How to create a grammar in Perl 6

Jan 13, 2015 by David Farrell

In programming, a grammar is a set of rules for parsing text. They’re incredibly useful, for instance you can use a grammar to check if a text string conforms to a specific standard or not. Perl 6 has native support for grammars - they’re so easy to write that once you start using them, you’ll find yourself using them everywhere.

Recently I’ve been working on Module::Minter, a simple app to create a base skeleton structure for a new Perl 6 module. I needed a way to check that the proposed module name would conform to Perl 6’s naming conventions.

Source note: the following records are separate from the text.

//! The FlatZinc side of the translation: the model structures and the reader.

mod ast;
pub use ast::BaseType;
pub use ast::Constraint;
pub use ast::DeclShape;
pub use ast::Expression;
pub use ast::Identifier;
pub use ast::Model;
pub use ast::SetLiteral;
pub use ast::Solve;
pub use ast::SolveGoal;
pub use ast::VarDecl;

mod flatzinc_reader;
pub use flatzinc_reader::FlatZincReader;

mod specs;
pub use specs::ModelReader;
pub use specs::WarningHandler;
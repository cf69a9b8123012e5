use super::app_helper::{init_logger, init_logger_with_level};
use anyhow::{anyhow, Result};
use clap::{App, AppSettings, Arg, ArgMatches};
use log::info;
use std::{ffi::OsString, str::FromStr};
use sysinfo::System;

/// A subcommand of the application.
///
/// Commands provide their own CLI arguments (using clap) and execute themselves given the parsed arguments.
/// Each command must have a unique name.
pub(crate) trait Command<'a> {
    /// Returns the name of the command.
    fn name(&self) -> &str;

    /// Returns the clap subcommand describing the CLI arguments of this command.
    fn clap_subcommand(&self) -> App<'a, 'a>;

    /// Executes the command given its arguments.
    ///
    /// The app exits with a success status code iff `Ok(())` is returned.
    fn execute(&self, arg_matches: &ArgMatches<'_>) -> Result<()>;
}

pub(crate) struct CliManager<'a> {
    app_name: &'a str,
    version: &'a str,
    author: &'a str,
    about: &'a str,
    commands: Vec<Box<dyn Command<'a>>>,
}

const LOGGING_LEVEL_ARG: &str = "LOGGING_LEVEL";

pub(crate) fn logging_level_cli_arg<'a>() -> Arg<'a, 'a> {
    Arg::with_name(LOGGING_LEVEL_ARG)
        .long("logging-level")
        .multiple(false)
        .default_value("info")
        .possible_values(&["trace", "debug", "info", "warn", "error", "off"])
        .help("set the minimal logging level")
}

const HELP_STRINGS: [&str; 3] = ["help", "-h", "--help"];

impl<'a> CliManager<'a> {
    pub(crate) fn new(app_name: &'a str, version: &'a str, author: &'a str, about: &'a str) -> Self {
        CliManager {
            app_name,
            version,
            author,
            about,
            commands: vec![],
        }
    }

    pub(crate) fn add_command(&mut self, command: Box<dyn Command<'a>>) {
        self.commands.push(command);
    }

    pub(crate) fn parse_cli<I, T>(&self, args: I) -> Result<()>
    where
        I: IntoIterator<Item = T>,
        T: Into<OsString> + Clone,
    {
        let args: Vec<OsString> = args.into_iter().map(|a| a.into()).collect();
        let mut app = App::new(self.app_name)
            .global_setting(AppSettings::DisableVersion)
            .global_setting(AppSettings::VersionlessSubcommands)
            .setting(AppSettings::NeedsSubcommandHelp)
            .setting(AppSettings::SubcommandRequired)
            .version(self.version)
            .author(self.author)
            .about(self.about);
        for c in self.commands.iter() {
            app = app.subcommand(c.clap_subcommand());
        }
        match app.clone().get_matches_from_safe(args.iter()) {
            Ok(matches) => {
                let (name, sub_matches) = matches.subcommand();
                let command = self
                    .commands
                    .iter()
                    .find(|c| c.name() == name)
                    .ok_or_else(|| anyhow!(r#"unknown command "{}""#, name))?;
                let sub_matches = sub_matches.ok_or_else(|| anyhow!("missing subcommand"))?;
                let log_level = sub_matches
                    .value_of(LOGGING_LEVEL_ARG)
                    .and_then(|l| log::LevelFilter::from_str(l).ok())
                    .unwrap_or(log::LevelFilter::Info);
                init_logger_with_level(log_level);
                info!("{} {}", self.app_name, self.version);
                sys_info();
                command.execute(sub_matches)
            }
            Err(clap::Error {
                kind: clap::ErrorKind::HelpDisplayed,
                ..
            }) => {
                init_logger();
                self.print_help(&mut app, &args);
                Ok(())
            }
            Err(e) => {
                init_logger();
                info!("{} {}", self.app_name, self.version);
                Err(anyhow!("{}", e))
            }
        }
    }

    fn print_help(&self, app: &mut App, args: &[OsString]) {
        let arg_str = |i: usize| args.get(i).and_then(|a| a.to_str());
        let subcommand_name = match (arg_str(1), arg_str(2)) {
            (Some(a), Some(b)) if HELP_STRINGS.contains(&a) => Some(b),
            (Some(a), _) if !HELP_STRINGS.contains(&a) => Some(a),
            _ => None,
        };
        let mut message = Vec::new();
        let written = match subcommand_name
            .and_then(|n| self.commands.iter().find(|c| c.name() == n))
        {
            Some(c) => c.clap_subcommand().write_long_help(&mut message),
            None => app.write_long_help(&mut message),
        };
        if written.is_ok() {
            String::from_utf8_lossy(&message)
                .split('\n')
                .for_each(|s| info!("{}", s));
            info!("");
        }
    }
}

fn sys_info() {
    info!("----------------------------------------");
    let sys = System::new_all();
    let unknown = || "[unknown]".to_string();
    info!("running on {}", System::host_name().unwrap_or_else(unknown));
    info!(
        "OS is {} {} with kernel {}",
        System::name().unwrap_or_else(unknown),
        System::os_version().unwrap_or_else(unknown),
        System::kernel_version().unwrap_or_else(unknown)
    );
    let mut cpu_kinds: Vec<&str> = sys.cpus().iter().map(|p| p.brand()).collect();
    cpu_kinds.sort_unstable();
    cpu_kinds.dedup();
    info!(
        "physical core count: {} {:?}",
        sys.physical_core_count()
            .map(|n| n.to_string())
            .unwrap_or_else(unknown),
        cpu_kinds
    );
    info!("total memory: {} KB", sys.total_memory() / 1024);
    info!("----------------------------------------");
}

#[cfg(test)]
mod tests {
    use super::*;
    use clap::SubCommand;
    use std::{cell::RefCell, rc::Rc};

    struct RecordingTranslateCommand {
        translated: Rc<RefCell<bool>>,
        no_comment: Rc<RefCell<bool>>,
    }

    impl<'a> Command<'a> for RecordingTranslateCommand {
        fn name(&self) -> &str {
            "translate"
        }

        fn clap_subcommand(&self) -> App<'a, 'a> {
            SubCommand::with_name("translate")
                .about("records the translation requests")
                .arg(Arg::with_name("NO_COMMENT").long("no-comment"))
                .arg(logging_level_cli_arg())
                .setting(AppSettings::DisableVersion)
        }

        fn execute(&self, arg_matches: &ArgMatches<'_>) -> Result<()> {
            (*self.translated.borrow_mut()) = true;
            if arg_matches.is_present("NO_COMMENT") {
                (*self.no_comment.borrow_mut()) = true;
            }
            Ok(())
        }
    }

    fn run_translate_command(args: Vec<&'static str>) -> Result<(bool, bool)> {
        let mut manager = CliManager::new("fzn2ecnf", "0.1.0", "author", "about");
        let translated = Rc::new(RefCell::new(false));
        let no_comment = Rc::new(RefCell::new(false));
        manager.add_command(Box::new(RecordingTranslateCommand {
            translated: Rc::clone(&translated),
            no_comment: Rc::clone(&no_comment),
        }));
        manager.parse_cli(args)?;
        let result = (*translated.borrow(), *no_comment.borrow());
        Ok(result)
    }

    #[test]
    fn test_translate_requested() {
        assert_eq!(
            (true, false),
            run_translate_command(vec!["fzn2ecnf", "translate"]).unwrap()
        );
    }

    #[test]
    fn test_translate_without_comment() {
        assert_eq!(
            (true, true),
            run_translate_command(vec!["fzn2ecnf", "translate", "--no-comment"]).unwrap()
        );
    }

    #[test]
    fn test_logging_level() {
        assert_eq!(
            (true, false),
            run_translate_command(vec![
                "fzn2ecnf",
                "translate",
                "--logging-level",
                "off"
            ])
            .unwrap()
        );
        assert!(run_translate_command(vec![
            "fzn2ecnf",
            "translate",
            "--logging-level",
            "verbose"
        ])
        .is_err());
    }

    #[test]
    fn test_no_subcommand() {
        assert!(run_translate_command(vec!["fzn2ecnf"]).is_err());
    }

    #[test]
    fn test_wrong_subcommand() {
        assert!(run_translate_command(vec!["fzn2ecnf", "solve"]).is_err());
    }

    #[test]
    fn test_wrong_arg() {
        assert!(run_translate_command(vec!["fzn2ecnf", "translate", "-o"]).is_err());
    }

    #[test]
    fn test_help() {
        assert_eq!(
            (false, false),
            run_translate_command(vec!["fzn2ecnf", "-h"]).unwrap()
        );
    }

    #[test]
    fn test_help_subcommand() {
        run_translate_command(vec!["fzn2ecnf", "help"]).unwrap();
    }

    #[test]
    fn test_help_for_subcommand() {
        run_translate_command(vec!["fzn2ecnf", "help", "translate"]).unwrap();
    }

    #[test]
    fn test_subcommand_help() {
        run_translate_command(vec!["fzn2ecnf", "translate", "-h"]).unwrap();
    }
}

Module names can be described as identifiers separated by 2 colons, File::Compare for example*. An identifier must begin with an alpha character (a-z) or an underscore, followed by zero or more alphanumeric characters. So far so good, but it’s not that simple; some module names only have a single identifier and no colons like Bailador whilst other modules are more of a mouthful like HTTP::Server::Async::Plugins::Router::Simple. This sounds like a job for a grammar!

Defining the grammar

Perl 6 Grammars are built from regexes. I need two regexes: one for matching identifiers and one for matching the double colon separators. For the identifier regex, I’ll use:

<[A..Za..z_]> # begins with letter or underscore
<[A..Za..z0..9]> ** 0..* # zero or more alpanumeric

Remember we’re using Perl 6 regexes, so things might look a little different if you’re used to Perl 5 style regexes. A character class is defined by <[ ... ]> and ranges are defined using the range operator .. instead of a hyphen. This regex matches any leading letter or underscore followed by zero or more alphanumeric characters. Matching two colons is easy:

\:\: # colon pairs

Grammars are defined using the grammar keyword, followed by the name of the grammar. I’m going to call this grammar Legal::Module::Name

grammar Legal::Module::Name
{
  ...
}

Now I can add the regexes as tokens to the grammar:

grammar Legal::Module::Name
{
  token identifier
  {
    # leading alpha or _ only
    <[A..Za..z_]>
    <[A..Za..z0..9]> ** 0..*
  } 
  token separator
  {
    \:\: # colon pairs
  }
}

Every Grammar needs a token called TOP, which is the starting point for the grammar:

grammar Legal::Module::Name
{
  token TOP
  { # identifier followed by zero or more separator identifier pairs
    ^ <identifier> [<separator><identifier>] ** 0..* $
  }
  token identifier
  {
    # leading alpha or _ only
    <[A..Za..z_]>
    <[A..Za..z0..9]> ** 0..*
  } 
  token separator
  {
    \:\: # colon pairs
  }
}

The TOP token defines a valid module name as one that begins with an identifier token, followed by zero or more separator and identifier token pairs. This is nice to write and maintain - let’s say I wanted to change the rules for separators to include hyphens (’-’), I could just update the separator token regex and the effect would bubble up to the TOP token definition.

Using the grammar

Now I’ve got the grammar, it’s time to put it into action. The parse method runs the grammar on a string and if successful, returns a match object. This code parses the $proposed_module_name string, and either prints out the match object or an error message if the propose module name is invalid.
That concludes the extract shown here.